The irony of this is the government message is that these reforms are designed to support people to gain or retain employment, but actually Personal Independence Payment PIP is actually an in work benefit. If you remove it or change who’s eligible, it might actually mean some disabled people need to leave employment.
There are trickle-down effects from this. We know that what happened last time significant welfare cuts were made. Disabled people inevitably find themselves having to go without the essentials. Whether that’s reducing their essential care, reducing their essential medication, reducing their essential Gas and Electric. I’m very worried about people’s ability to look after themselves when their safety NET is taken away.
Message for Government?
I think we must invest in the employment and welfare system. Instead of targeting and vilifying those who need it most. I personally don’t believe these proposals are about getting disabled people back into work. Furthermore, I think these are just cuts:in the current job market, It’s just not access. Accessible for disabled people. We have inaccessible job sites.
They aren’t compatible with assistive technology. We have bias recruitment practices, a disability confident employer scheme that’s not meaningfully implemented. Evidence says that one in five employers say they won’t hire a disabled person.
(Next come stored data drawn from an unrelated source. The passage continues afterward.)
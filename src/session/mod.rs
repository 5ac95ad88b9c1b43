// SPDX-License-Identifier: MIT
// Copyright 2026 Roland Dreier <roland@rolandd.dev>

//! Server-side sessions.
//!
//! The browser only ever holds a signed, opaque session id. Everything else
//! (Strava tokens, the OAuth `state` nonce, the CSRF secret) lives in a
//! [`SessionStore`] keyed by that id. Handlers receive the loaded session as
//! an explicit [`SessionContext`] value from [`SessionManager`].

pub mod keys;
pub mod store;

pub use keys::SessionKeys;
pub use store::MemorySessionStore;

use crate::config::Config;
use async_trait::async_trait;
use axum_extra::extract::cookie::{Cookie, CookieJar, SameSite};
use serde::{Deserialize, Serialize};
use std::sync::Arc;
use std::time::Duration;

/// Session lifetime (matches the cookie `Max-Age`).
pub const SESSION_TTL: Duration = Duration::from_secs(30 * 24 * 60 * 60);

/// Strava OAuth token triple.
///
/// The three fields are only ever replaced together.
#[derive(Debug, Clone, PartialEq, Eq, Serialize, Deserialize)]
pub struct StravaTokens {
    pub access_token: String,
    pub refresh_token: String,
    /// Access token expiry (Unix seconds)
    pub expires_at: i64,
}

impl StravaTokens {
    /// Whether the access token has expired at `now` (Unix seconds).
    pub fn is_expired_at(&self, now: i64) -> bool {
        now >= self.expires_at
    }
}

/// Data stored server-side for one browser session.
#[derive(Debug, Clone, Default, PartialEq, Eq, Serialize, Deserialize)]
pub struct SessionData {
    /// Tokens set after a successful code exchange
    pub tokens: Option<StravaTokens>,
    /// Strava athlete that owns the tokens
    pub athlete_id: Option<u64>,
    /// Expected OAuth `state` while a redirect is pending
    pub oauth_state: Option<String>,
    /// Secret from which CSRF tokens are derived
    pub csrf_secret: Option<String>,
}

impl SessionData {
    pub fn is_authenticated(&self) -> bool {
        self.tokens.is_some()
    }
}

/// Opaque session identifier.
#[derive(Debug, Clone, PartialEq, Eq, Hash)]
pub struct SessionId(String);

impl SessionId {
    /// Generate a fresh 256-bit session id.
    pub fn generate() -> Result<Self, SessionError> {
        let bytes: [u8; 32] = keys::random_bytes()?;
        Ok(Self(keys::encode(&bytes)))
    }

    pub fn as_str(&self) -> &str {
        &self.0
    }
}

impl From<String> for SessionId {
    fn from(value: String) -> Self {
        Self(value)
    }
}

/// A loaded (or freshly created) session, passed explicitly to handlers.
#[derive(Debug, Clone)]
pub struct SessionContext {
    pub id: SessionId,
    pub data: SessionData,
}

/// Session store errors
#[derive(Debug, thiserror::Error)]
pub enum SessionError {
    #[error("Random number generation failed")]
    Rng,

    #[error("Key derivation failed")]
    KeyDerivation,

    #[error("Session backend error: {0}")]
    Backend(String),
}

/// Pluggable key-value backend for sessions.
#[async_trait]
pub trait SessionStore: Send + Sync {
    /// Load a live session. Expired sessions read as `None`.
    async fn load(&self, id: &SessionId) -> Result<Option<SessionData>, SessionError>;

    /// Insert or replace a session with the given time-to-live.
    async fn save(
        &self,
        id: &SessionId,
        data: &SessionData,
        ttl: Duration,
    ) -> Result<(), SessionError>;

    /// Remove a session. Removing an unknown id is not an error.
    async fn destroy(&self, id: &SessionId) -> Result<(), SessionError>;
}

/// Ties the session store to the signed session cookie and CSRF tokens.
pub struct SessionManager {
    store: Arc<dyn SessionStore>,
    keys: SessionKeys,
    cookie_name: String,
    secure: bool,
    same_site: SameSite,
}

impl SessionManager {
    pub fn new(store: Arc<dyn SessionStore>, config: &Config) -> Result<Self, SessionError> {
        Ok(Self {
            store,
            keys: SessionKeys::derive(&config.session_secret)?,
            cookie_name: config.session_name.clone(),
            secure: config.secure_cookies(),
            same_site: config.session_same_site,
        })
    }

    pub fn cookie_name(&self) -> &str {
        &self.cookie_name
    }

    pub fn keys(&self) -> &SessionKeys {
        &self.keys
    }

    /// Load the session referenced by the request cookie, if any.
    ///
    /// A missing, tampered or expired cookie reads as no session.
    pub async fn load(&self, jar: &CookieJar) -> Result<Option<SessionContext>, SessionError> {
        let Some(id) = jar
            .get(&self.cookie_name)
            .and_then(|cookie| self.keys.verify_session_cookie(cookie.value()))
        else {
            return Ok(None);
        };

        Ok(self
            .store
            .load(&id)
            .await?
            .map(|data| SessionContext { id, data }))
    }

    /// Load the current session or start a new, unsaved one.
    pub async fn load_or_create(&self, jar: &CookieJar) -> Result<SessionContext, SessionError> {
        match self.load(jar).await? {
            Some(session) => Ok(session),
            None => Ok(SessionContext {
                id: SessionId::generate()?,
                data: SessionData::default(),
            }),
        }
    }

    /// Persist the session under its id.
    pub async fn save(&self, session: &SessionContext) -> Result<(), SessionError> {
        self.store.save(&session.id, &session.data, SESSION_TTL).await
    }

    pub async fn destroy(&self, id: &SessionId) -> Result<(), SessionError> {
        self.store.destroy(id).await
    }

    /// Cookie carrying the signed session id.
    pub fn session_cookie(&self, session: &SessionContext) -> Cookie<'static> {
        Cookie::build((
            self.cookie_name.clone(),
            self.keys.sign_session_id(&session.id),
        ))
        .path("/")
        .http_only(true)
        .secure(self.secure)
        .same_site(self.same_site)
        .max_age(time::Duration::seconds(SESSION_TTL.as_secs() as i64))
        .build()
    }

    /// Cookie with the same attributes as [`Self::session_cookie`], for removal.
    pub fn removal_cookie(&self) -> Cookie<'static> {
        Cookie::build((self.cookie_name.clone(), ""))
            .path("/")
            .http_only(true)
            .secure(self.secure)
            .same_site(self.same_site)
            .build()
    }

    /// Issue a CSRF token, creating the per-session secret if needed.
    ///
    /// Returns whether the session changed and must be saved.
    pub fn issue_csrf_token(
        &self,
        session: &mut SessionContext,
    ) -> Result<(String, bool), SessionError> {
        let created = session.data.csrf_secret.is_none();
        if created {
            let secret: [u8; 18] = keys::random_bytes()?;
            session.data.csrf_secret = Some(keys::encode(&secret));
        }

        let secret = session.data.csrf_secret.as_deref().unwrap_or_default();
        Ok((self.keys.csrf_token(secret)?, created))
    }

    /// Check a client-supplied CSRF token against the session secret.
    pub fn verify_csrf_token(&self, session: &SessionContext, token: &str) -> bool {
        session
            .data
            .csrf_secret
            .as_deref()
            .is_some_and(|secret| self.keys.verify_csrf_token(secret, token))
    }
}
And our members in the North East tell us that the jobs just aren’t there for them to apply for.
We recently discovered that on the DWP. On the job searching website, over a 30-day period, there were only 23 remote jobs with a disability confident employer in the whole of the UK. And this is the reality for disabled people in the North East. This is what we should be focusing on, changing and improving cuts. Won’t do that.
Anything else…
You know, I’ve worked in the voluntary sector across Teesside my whole adult life. I worked in mental health services when the last austerity measures were introduced. And there were huge cuts then to welfare budgets, and I saw on the front line the devastating impact those cuts had. And it really feels like we’re about to repeat that. It feels like austerity 2.0 now the current Labour government have said that this isn’t to return to austerity, but when we’re using some of the most vulnerable in society to balance the books. I don’t really know what else to call it, but it doesn’t have to be this way.
We want the government to work with disabled people and disabled people’s organisations to create a more accessible job market and create an equitable job market. But to do that, we have to guarantee a decent standard of living for disabled people. Whether they are in or out of work, so that everyone can live a decent life.